## Task to carry out:
What lines in the records below include the word "impl"? Return each one.

[Input material]

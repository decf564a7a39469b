use std::time::Instant;

use anyhow::Context;
use clap::{Parser, ValueEnum};
use image::{GrayImage, Rgb, RgbImage};
use rand::rngs::StdRng;
use rand::SeedableRng;

mod raytracing;
use raytracing::math::Vec3;
use raytracing::output::{normalize_distances, to_display, write_color_ppm, write_gray_ppm};
use raytracing::parser::load_scene;
use raytracing::render::{render_color, render_depth, DEFAULT_BOUNCES};
use raytracing::scene::AccelMode;

#[derive(Debug, Clone, Copy, PartialEq, Eq, ValueEnum)]
enum Accel {
    /// plain list of shapes, O(n) per ray
    Linear,
    /// linear scan behind one aggregate bounding box
    Massbox,
    /// adaptive octree over the scene bounds
    Octree,
}

impl From<Accel> for AccelMode {
    fn from(value: Accel) -> Self {
        match value {
            Accel::Linear => AccelMode::Linear,
            Accel::Massbox => AccelMode::MassBox,
            Accel::Octree => AccelMode::Octree,
        }
    }
}

#[derive(Debug, Parser)]
#[command(version, about, long_about = None)]
struct Args {
    /// the input path to the scene file
    scene: String,
    /// where the rendered image is saved; a .ppm extension selects the
    /// built-in ASCII writer, anything else goes through the image crate
    #[arg(short, long, default_value = "output.png")]
    output: String,
    /// override the scene's per-pixel sample count
    #[arg(short, long)]
    samples: Option<u32>,
    /// maximum recursion depth of the shading engine
    #[arg(short, long, default_value_t = DEFAULT_BOUNCES)]
    bounces: u32,
    /// acceleration structure resolving ray intersections
    #[arg(long, value_enum, default_value = "massbox")]
    accel: Accel,
    /// render a normalized depth map instead of the shaded image
    #[arg(long)]
    depth: bool,
    /// apply gamma correction to the final image
    #[arg(long)]
    gamma: bool,
    /// seed for the material assignment, random when omitted
    #[arg(long)]
    seed: Option<u64>,
}

impl From<Vec3> for Rgb<u8> {
    fn from(value: Vec3) -> Self {
        Rgb([
            to_display(value.x),
            to_display(value.y),
            to_display(value.z),
        ])
    }
}

fn gamma_correction(value: f32) -> f32 {
    if value > 0.0 {
        value.powf(1.0 / 2.2)
    } else {
        0.0
    }
}

fn main() -> anyhow::Result<()> {
    env_logger::Builder::from_default_env()
        .filter_level(log::LevelFilter::Info)
        .init();
    let args = Args::parse();

    let mut rng = match args.seed {
        Some(seed) => StdRng::seed_from_u64(seed),
        None => StdRng::from_entropy(),
    };
    let mut scene = load_scene(&args.scene, &mut rng);
    if let Some(samples) = args.samples {
        scene.samples = samples;
    }
    scene.rebuild_container(args.accel.into());

    let start = Instant::now();
    if args.depth {
        let mut distances = render_depth(&scene);
        normalize_distances(&mut distances);
        if args.output.ends_with(".ppm") {
            write_gray_ppm(&args.output, scene.width(), scene.height(), &distances)?;
        } else {
            let data: Vec<u8> = distances.iter().map(|&d| to_display(d)).collect();
            let buffer = GrayImage::from_raw(scene.width(), scene.height(), data)
                .context("depth buffer does not match the scene dimensions")?;
            buffer.save(&args.output)?;
        }
    } else {
        let mut pixels = render_color(&scene, args.bounces);
        if args.gamma {
            for pixel in pixels.iter_mut() {
                pixel.x = gamma_correction(pixel.x);
                pixel.y = gamma_correction(pixel.y);
                pixel.z = gamma_correction(pixel.z);
            }
        }
        if args.output.ends_with(".ppm") {
            write_color_ppm(&args.output, scene.width(), scene.height(), &pixels)?;
        } else {
            let width = scene.width();
            let mut buffer = RgbImage::new(width, scene.height());
            for (x, y, pixel) in buffer.enumerate_pixels_mut() {
                *pixel = pixels[(x + width * y) as usize].into();
            }
            buffer.save(&args.output)?;
        }
    }
    log::info!("rendered {} in {:?}", args.output, start.elapsed());
    Ok(())
}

[/Input material]

## Your response:
impl From<Accel> for AccelMode {
impl From<Vec3> for Rgb<u8> {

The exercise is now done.